EXERCISE
From the top of the entries below through the line containing "fn parse(field: &[u8])", return every line exactly as written, please, and stop there.

── MATERIAL FOR THIS TASK ──

//! Address-space map lookups backed by `/proc/<pid>/maps`.
//!
//! The map is read again on every query. Mappings change under us all the
//! time, so a result is only a snapshot of the moment it was taken.

use std::{
    ffi::OsStr,
    fs,
    os::unix::ffi::OsStrExt,
    path::{Path, PathBuf},
};

use atoi::FromRadix16;
use bstr::ByteSlice;

use crate::error::{Error, Result};

#[derive(Clone, Copy, Debug, Default, PartialEq, Eq)]
pub struct Permissions {
    pub read: bool,
    pub write: bool,
    pub exec: bool,
    pub shared: bool,
}

impl Permissions {
    pub const RWX: Self = Self {
        read: true,
        write: true,
        exec: true,
        shared: false,
    };

    /// Parse the `rwxp` column.
    fn parse(field: &[u8]) -> Option<Self> {
        let [r, w, x, p] = field else {
            return None;
        };
        Some(Self {
            read: *r == b'r',
            write: *w == b'w',
            exec: *x == b'x',
            shared: *p == b's',
        })
    }

    /// Protection bits for `mprotect`/`mmap`.
    pub fn to_prot(self) -> libc::c_int {
        let mut prot = libc::PROT_NONE;
        if self.read {
            prot |= libc::PROT_READ;
        }
        if self.write {
            prot |= libc::PROT_WRITE;
        }
        if self.exec {
            prot |= libc::PROT_EXEC;
        }
        prot
    }
}

/// One line of a maps file.
#[derive(Clone, Debug, PartialEq, Eq)]
pub struct MemoryRegion {
    pub base: usize,
    pub len: usize,
    pub perms: Permissions,
    /// Offset into the backing file.
    pub offset: u64,
    /// Backing file or pseudo name like `[heap]`.
    pub path: Option<PathBuf>,
}

impl MemoryRegion {
    pub const fn end(&self) -> usize {
        self.base + self.len
    }

    pub const fn contains(&self, addr: usize) -> bool {
        addr >= self.base && addr < self.end()
    }

    /// Check that `[addr, addr + len)` lies entirely inside this region.
    pub fn contains_range(&self, addr: usize, len: usize) -> bool {
        match addr.checked_add(len) {
            Some(end) => self.contains(addr) && end <= self.end(),
            None => false,
        }
    }
}

#[derive(Clone, Debug, Default)]
pub struct MemoryMap {
    regions: Vec<MemoryRegion>,
}

impl MemoryMap {
    /// Snapshot of the calling process.
    pub fn current() -> Result<Self> {
        Self::read("/proc/self/maps")
    }

    pub fn of_pid(pid: i32) -> Result<Self> {
        Self::read(format!("/proc/{pid}/maps"))
    }

    fn read(path: impl AsRef<Path>) -> Result<Self> {
        let contents = fs::read(path.as_ref())?;
        Ok(Self::parse(&contents))
    }

    /// Parse maps text. Lines that don't look like a mapping are skipped.
    pub fn parse(contents: &[u8]) -> Self {
        let mut regions = Vec::new();
        for line in contents.lines() {
            if line.trim_ascii().is_empty() {
                continue;
            }
            match parse_line(line) {
                Some(region) => regions.push(region),
                None => log::debug!("skipping maps line: {}", line.as_bstr()),
            }
        }
        Self { regions }
    }

    pub fn regions(&self) -> &[MemoryRegion] {
        &self.regions
    }

    pub fn find(&self, addr: usize) -> Option<&MemoryRegion> {
        self.regions.iter().find(|region| region.contains(addr))
    }

    /// Start of the mapping of `path` at file offset zero.
    pub fn load_base(&self, path: &Path) -> Option<usize> {
        self.regions
            .iter()
            .filter(|region| region.offset == 0 && region.path.as_deref() == Some(path))
            .map(|region| region.base)
            .min()
    }
}

/// Find the region of the calling process containing `addr`.
pub fn find_region(addr: usize) -> Result<MemoryRegion> {
    MemoryMap::current()?
        .find(addr)
        .cloned()
        .ok_or(Error::RegionNotFound(addr))
}

/// Separated into function due to option spam
fn parse_line(line: &[u8]) -> Option<MemoryRegion> {
    let (range, rest) = next_field(line)?;
    let (perms, rest) = next_field(rest)?;
    let (offset, rest) = next_field(rest)?;
    let (_dev, rest) = next_field(rest)?;
    let (_inode, rest) = next_field(rest)?;

    let (start, end) = range.split_once_str(b"-")?;
    let start = parse_hex::<usize>(start)?;
    let end = parse_hex::<usize>(end)?;
    if end <= start {
        return None;
    }
    let path = rest.trim_ascii();
    let path = (!path.is_empty()).then(|| PathBuf::from(OsStr::from_bytes(path)));

    Some(MemoryRegion {
        base: start,
        len: end - start,
        perms: Permissions::parse(perms)?,
        offset: parse_hex::<u64>(offset)?,
        path,
    })
}

fn next_field(buf: &[u8]) -> Option<(&[u8], &[u8])> {
    let buf = buf.trim_start();
    if buf.is_empty() {
        return None;
    }
    match buf.find_byteset(b" \t") {
        Some(end) => Some((&buf[..end], &buf[end..])),
        None => Some((buf, &[])),
    }
}

fn parse_hex<T: FromRadix16>(digits: &[u8]) -> Option<T> {
    let (value, used) = T::from_radix_16(digits);
    (used == digits.len() && used > 0).then_some(value)
}
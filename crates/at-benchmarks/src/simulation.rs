//! Simulated training curves.
//!
//! A simulated run starts at the benchmark value `f(x, y)` and must reach
//! `f(x, y) - descent` at the horizon. At each step a gamma-distributed
//! "aggressiveness" decides whether the loss holds, bites into the remaining
//! debt, or spikes up. The gamma mode is always `k`, and its variance shrinks
//! as the horizon approaches, so late steps are calmer.

use at_types::EvaluationError;
use rand::rngs::StdRng;
use rand_distr::{Distribution, Gamma};
use serde::{Deserialize, Serialize};

#[derive(Debug, Clone, Copy, PartialEq, Serialize, Deserialize)]
pub struct SimulationConfig {
    /// Step at which the trajectory reaches its target.
    pub horizon: usize,
    /// Total drop from the starting value to the target.
    pub descent: f64,
    /// Gamma mode; aggressiveness equal to `k` is neutral.
    pub k: f64,
    /// Share of the remaining debt an aggressive step takes.
    pub h1: f64,
    /// Exponent of the time pull toward the target.
    pub h2: f64,
    /// Size of upward spikes.
    pub h3: f64,
}

impl Default for SimulationConfig {
    fn default() -> Self {
        Self {
            horizon: 81,
            descent: 200.0,
            k: 2.0,
            h1: 0.6,
            h2: 2.0,
            h3: 0.15,
        }
    }
}

impl SimulationConfig {
    pub fn with_horizon(mut self, horizon: usize) -> Self {
        self.horizon = horizon;
        self
    }
}

/// One resumable simulated training run.
#[derive(Debug, Clone)]
pub struct TrainingSimulator {
    config: SimulationConfig,
    target: f64,
    /// `trajectory[t]` is the loss after `t` steps.
    trajectory: Vec<f64>,
    rng: StdRng,
}

impl TrainingSimulator {
    pub fn new(start: f64, config: SimulationConfig, rng: StdRng) -> Self {
        Self {
            target: start - config.descent,
            config,
            trajectory: vec![start],
            rng,
        }
    }

    pub fn config(&self) -> &SimulationConfig {
        &self.config
    }

    pub fn start(&self) -> f64 {
        self.trajectory[0]
    }

    pub fn target(&self) -> f64 {
        self.target
    }

    /// Steps simulated so far.
    pub fn steps(&self) -> usize {
        self.trajectory.len() - 1
    }

    pub fn value_at(&self, step: usize) -> Option<f64> {
        self.trajectory.get(step).copied()
    }

    /// Loss after `step` steps, simulating whatever is missing. Steps already
    /// simulated are never redrawn.
    pub fn advance_to(&mut self, step: usize) -> Result<f64, EvaluationError> {
        while self.trajectory.len() <= step {
            let t = self.trajectory.len() - 1;
            let next = self.next_value(t)?;
            self.trajectory.push(next);
        }
        Ok(self.trajectory[step])
    }

    fn next_value(&mut self, t: usize) -> Result<f64, EvaluationError> {
        let n = self.config.horizon;
        let current = self.trajectory[t];
        // The last step before the horizon always lands on the target.
        if t + 1 >= n {
            return Ok(self.target);
        }

        let aggressiveness = self.aggressiveness(t)?;
        let k = self.config.k;
        let next = if aggressiveness > k {
            let debt = self.target - current;
            let bitten = current + (aggressiveness - k) * self.config.h1 * debt / 100.0;
            let progress = t as f64 / (n - 1) as f64;
            bitten + (self.target - bitten) * progress.powf(self.config.h2)
        } else if aggressiveness < k {
            current + self.config.h3 * (n - t) as f64
        } else {
            current
        };
        Ok(next)
    }

    fn aggressiveness(&mut self, t: usize) -> Result<f64, EvaluationError> {
        let k = self.config.k;
        let remaining = (self.config.horizon + 1 - t) as f64;
        let beta = (k + (k * k + 4.0 * remaining).sqrt()) / (2.0 * remaining);
        let shape = k * beta + 1.0;
        let gamma = Gamma::new(shape, 1.0 / beta).map_err(|e| EvaluationError::Failed {
            message: format!("invalid aggressiveness distribution at step {t}: {e}"),
        })?;
        Ok(gamma.sample(&mut self.rng))
    }
}

#[cfg(test)]
mod tests {
    use super::*;
    use proptest::prelude::*;
    use rand::SeedableRng;

    fn simulator(seed: u64) -> TrainingSimulator {
        TrainingSimulator::new(50.0, SimulationConfig::default(), StdRng::seed_from_u64(seed))
    }

    #[test]
    fn step_zero_is_the_starting_value() {
        let mut sim = simulator(1);
        assert_eq!(sim.advance_to(0).unwrap(), 50.0);
        assert_eq!(sim.steps(), 0);
        assert_eq!(sim.target(), -150.0);
    }

    #[test]
    fn reaches_target_at_horizon_and_holds() {
        for seed in 0..20 {
            let mut sim = simulator(seed);
            assert_eq!(sim.advance_to(81).unwrap(), -150.0);
            assert_eq!(sim.advance_to(100).unwrap(), -150.0);
        }
    }

    #[test]
    fn resuming_keeps_the_trajectory() {
        let mut resumed = simulator(7);
        let at_9 = resumed.advance_to(9).unwrap();
        let at_27 = resumed.advance_to(27).unwrap();

        let mut straight = simulator(7);
        assert_eq!(straight.advance_to(27).unwrap(), at_27);
        assert_eq!(straight.value_at(9), Some(at_9));
        assert_eq!(resumed.advance_to(9).unwrap(), at_9);
        assert_eq!(resumed.steps(), 27);
    }

    #[test]
    fn short_horizon_is_valid() {
        let config = SimulationConfig::default().with_horizon(1);
        let mut sim = TrainingSimulator::new(3.0, config, StdRng::seed_from_u64(3));
        assert_eq!(sim.advance_to(1).unwrap(), 3.0 - 200.0);
    }

    proptest! {
        #[test]
        fn any_trajectory_lands_on_its_target(
            seed in any::<u64>(),
            start in -100.0f64..500.0,
            horizon in 1usize..120,
            checkpoint in 0usize..120,
        ) {
            let config = SimulationConfig::default().with_horizon(horizon);
            let mut resumed = TrainingSimulator::new(start, config, StdRng::seed_from_u64(seed));
            let midway = resumed.advance_to(checkpoint.min(horizon)).unwrap();
            prop_assert!(midway.is_finite());
            prop_assert_eq!(resumed.advance_to(horizon).unwrap(), start - 200.0);

            let mut straight = TrainingSimulator::new(start, config, StdRng::seed_from_u64(seed));
            prop_assert_eq!(straight.advance_to(horizon).unwrap(), start - 200.0);
            prop_assert_eq!(straight.value_at(checkpoint.min(horizon)), Some(midway));
        }
    }
}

───

SOLUTION
//! Address-space map lookups backed by `/proc/<pid>/maps`.
//!
//! The map is read again on every query. Mappings change under us all the
//! time, so a result is only a snapshot of the moment it was taken.

use std::{
    ffi::OsStr,
    fs,
    os::unix::ffi::OsStrExt,
    path::{Path, PathBuf},
};

use atoi::FromRadix16;
use bstr::ByteSlice;

use crate::error::{Error, Result};

#[derive(Clone, Copy, Debug, Default, PartialEq, Eq)]
pub struct Permissions {
    pub read: bool,
    pub write: bool,
    pub exec: bool,
    pub shared: bool,
}

impl Permissions {
    pub const RWX: Self = Self {
        read: true,
        write: true,
        exec: true,
        shared: false,
    };

    /// Parse the `rwxp` column.
    fn parse(field: &[u8]) -> Option<Self> {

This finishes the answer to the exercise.